THE CMG VOICE

FDA Approves New Lung Cancer Therapy

The FDA has given accelerated approval to a drug – sotorasib – as a therapy for non-small cell lung cancer (NSCLC) that has KRAS G12C mutations. NSCLC is the most common type of lung cancer, and constitutes about 85% of all lung cancers. This is the form of lung cancer most associated with a history of smoking. It is significant when the FDA approves new lung cancer therapy such as sotorasib, as it provides optimism for patients and providers in battling difficult-to-treat NSCLCs.

KRAS mutations affect other cancers, as well as NSCLC, such as colorectal and pancreatic cancers. This genetic mutation drives more than 90% of pancreatic cancers. It impacts about 40% of NSCLC, and of those about 13% are driven by the G12C mutation. 

Until now, KRAS mutations have been considered resistant to drug therapy. It was sometimes called the “undruggable” target genetic mutation. Although the number of lung cancers that will now be potentially treatable with the new drug is relatively small, it opens up new possibilities for other KRAS-mutations cancers.
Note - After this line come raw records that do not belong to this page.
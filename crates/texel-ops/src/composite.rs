//! Rectangle compositing between images.
//!
//! [`blit`] copies a source rectangle into a destination rectangle of another
//! image, resampling when the two sizes differ and alpha blending with a
//! tint. Both images may use any uncompressed format; pixels are converted
//! on the fly.
//!
//! # Transfer paths
//!
//! - **Row copy** when the tint is opaque, the source has no alpha channel
//!   and the formats match: every row is a single `copy_from_slice`.
//! - **Convert** when the tint is opaque and the source has no alpha channel
//!   but the formats differ: each pixel is decoded and re-encoded as is.
//! - **Blend** otherwise: each pixel is decoded, combined with
//!   [`Color::alpha_blend`] and encoded in the destination format.
//!
//! The tint color is ignored on the first two paths.
//!
//! # Example
//!
//! ```rust
//! use texel_core::{Color, Image, Rect};
//! use texel_ops::composite::blit;
//!
//! let mut canvas = Image::filled(4, 4, Color::BLANK);
//! let stamp = Image::filled(2, 2, Color::GREEN);
//! blit(&mut canvas, &stamp, Rect::new(0, 0, 2, 2), Rect::new(1, 1, 2, 2), Color::WHITE)?;
//! assert_eq!(canvas.pixel(1, 1)?, Color::GREEN);
//! assert_eq!(canvas.pixel(0, 0)?, Color::BLANK);
//! # Ok::<(), texel_ops::OpsError>(())
//! ```

use texel_core::{CodecConfig, Color, Image, Rect};
use tracing::{debug, trace, warn};

use crate::{guard, resize, OpsError, OpsResult, Status};

/// Composites `src_rect` of `src` into `dst_rect` of `dst`.
///
/// The source rectangle is clamped to `src` first. If its size then differs
/// from `dst_rect`, the region is resized to fit. Parts falling outside
/// `dst` are clipped along with the matching source pixels. Only the base
/// level of `dst` is written.
///
/// # Errors
///
/// - [`OpsError::UnsupportedFormat`] if either image has no pixel codec
/// - [`OpsError::OutOfBounds`] if `src_rect` lies entirely outside `src`
pub fn blit(dst: &mut Image, src: &Image, src_rect: Rect, dst_rect: Rect, tint: Color) -> OpsResult<Status> {
    let Some(dst_codec) = guard::editable(dst, "blit")? else {
        return Ok(Status::Skipped);
    };
    let Some(src_codec) = guard::editable(src, "blit")? else {
        return Ok(Status::Skipped);
    };
    if dst_rect.clamp_to(dst.width(), dst.height()).is_none() {
        trace!(?dst_rect, "Blit destination outside image");
        return Ok(Status::Skipped);
    }
    let Some(mut sr) = src_rect.clamp_to(src.width(), src.height()) else {
        warn!(?src_rect, width = src.width(), height = src.height(), "Blit source rectangle out of bounds");
        return Err(OpsError::OutOfBounds(format!(
            "source rectangle {src_rect:?} outside {}x{} image",
            src.width(),
            src.height()
        )));
    };
    guard::warn_base_level_only(dst, "blit");

    // Resample so the source grid matches the destination 1:1
    let scaled;
    let src = if (sr.width, sr.height) != (dst_rect.width, dst_rect.height) {
        trace!(from = ?sr.size(), to = ?dst_rect.size(), "Blit resizing source region");
        let region = src.sub_image(sr)?;
        scaled = resize::resampled(&region, dst_rect.width as u32, dst_rect.height as u32)?;
        sr = scaled.bounds();
        &scaled
    } else {
        src
    };

    let Some((sr, dr)) = clip(sr, dst_rect, dst.width(), dst.height()) else {
        return Ok(Status::Skipped);
    };
    debug!(src = ?sr, dst = ?dr, src_format = %src.format(), dst_format = %dst.format(), "Blit");

    let (sbpp, dbpp) = (src_codec.bytes_per_pixel(), dst_codec.bytes_per_pixel());
    let (s_stride, d_stride) = (src.width() as usize * sbpp, dst.width() as usize * dbpp);
    let opaque = tint.a == 255 && !src.format().has_alpha();
    let row_copy = opaque && src.format() == dst.format();
    let config = CodecConfig::default();

    let src_data = src.base_level();
    let dst_data = dst.base_level_mut();

    for row in 0..sr.height as usize {
        let s_off = (sr.y as usize + row) * s_stride + sr.x as usize * sbpp;
        let d_off = (dr.y as usize + row) * d_stride + dr.x as usize * dbpp;
        let s_row = &src_data[s_off..s_off + sr.width as usize * sbpp];
        let d_row = &mut dst_data[d_off..d_off + sr.width as usize * dbpp];

        if row_copy {
            d_row.copy_from_slice(s_row);
            continue;
        }
        for (s_px, d_px) in s_row.chunks_exact(sbpp).zip(d_row.chunks_exact_mut(dbpp)) {
            let color = if opaque {
                src_codec.read(s_px)
            } else {
                Color::alpha_blend(dst_codec.read(d_px), src_codec.read(s_px), tint)
            };
            dst_codec.write(d_px, color, &config);
        }
    }
    Ok(Status::Applied)
}

/// Clips a 1:1 transfer against the destination bounds.
///
/// Returns the surviving source and destination rectangles, both of the
/// same size, or `None` when nothing is left. Edges are computed in `i64`
/// so rectangles near the `i32` limits cannot overflow.
fn clip(src: Rect, dst: Rect, dst_w: u32, dst_h: u32) -> Option<(Rect, Rect)> {
    let (sx, sy) = (src.x as i64, src.y as i64);
    let (dx, dy) = (dst.x as i64, dst.y as i64);
    let (mut w, mut h) = (src.width as i64, src.height as i64);

    // Skip the part left of / above the destination
    let (skip_x, skip_y) = ((-dx).max(0), (-dy).max(0));
    let (dx, dy) = (dx + skip_x, dy + skip_y);
    w = (w - skip_x).min(dst_w as i64 - dx);
    h = (h - skip_y).min(dst_h as i64 - dy);

    if w <= 0 || h <= 0 {
        return None;
    }
    // All values now fit: w, h <= dst size and the offsets lie inside it
    let (w, h) = (w as i32, h as i32);
    Some((
        Rect::new((sx + skip_x) as i32, (sy + skip_y) as i32, w, h),
        Rect::new(dx as i32, dy as i32, w, h),
    ))
}

/// Draws `src_rect` of `src` into `dst_rect` of `dst`.
///
/// Same as [`blit`].
#[inline]
pub fn draw_image(dst: &mut Image, src: &Image, src_rect: Rect, dst_rect: Rect, tint: Color) -> OpsResult<Status> {
    blit(dst, src, src_rect, dst_rect, tint)
}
At MD Anderson they are working on developing a pancreatic cancer drug right now that combines MEK inhibitors and hydroxychloroquine (does this sound familiar?) to block KRAS in patients with advanced pancreatic cancer. An MD Anderson spokesman said:

“With the advent of newer targeted therapies in the past decade, we now have options for treating KRAS mutations with drugs. By combining direct inhibitors and downstream inhibitors of KRAS, the field is entering an exciting era of innovative clinical trials that have the potential to improve outcomes and improve survival for patients with this mutation.”

All of this represents the new frontier of cancer treatment: determining what genetic components drive development and growth of specific cancers, and then developing ways of blocking how the genetic mutation accomplishes this. This could, hopefully, just be one of the early steps in developing a series of therapies that really target these devastating cancers.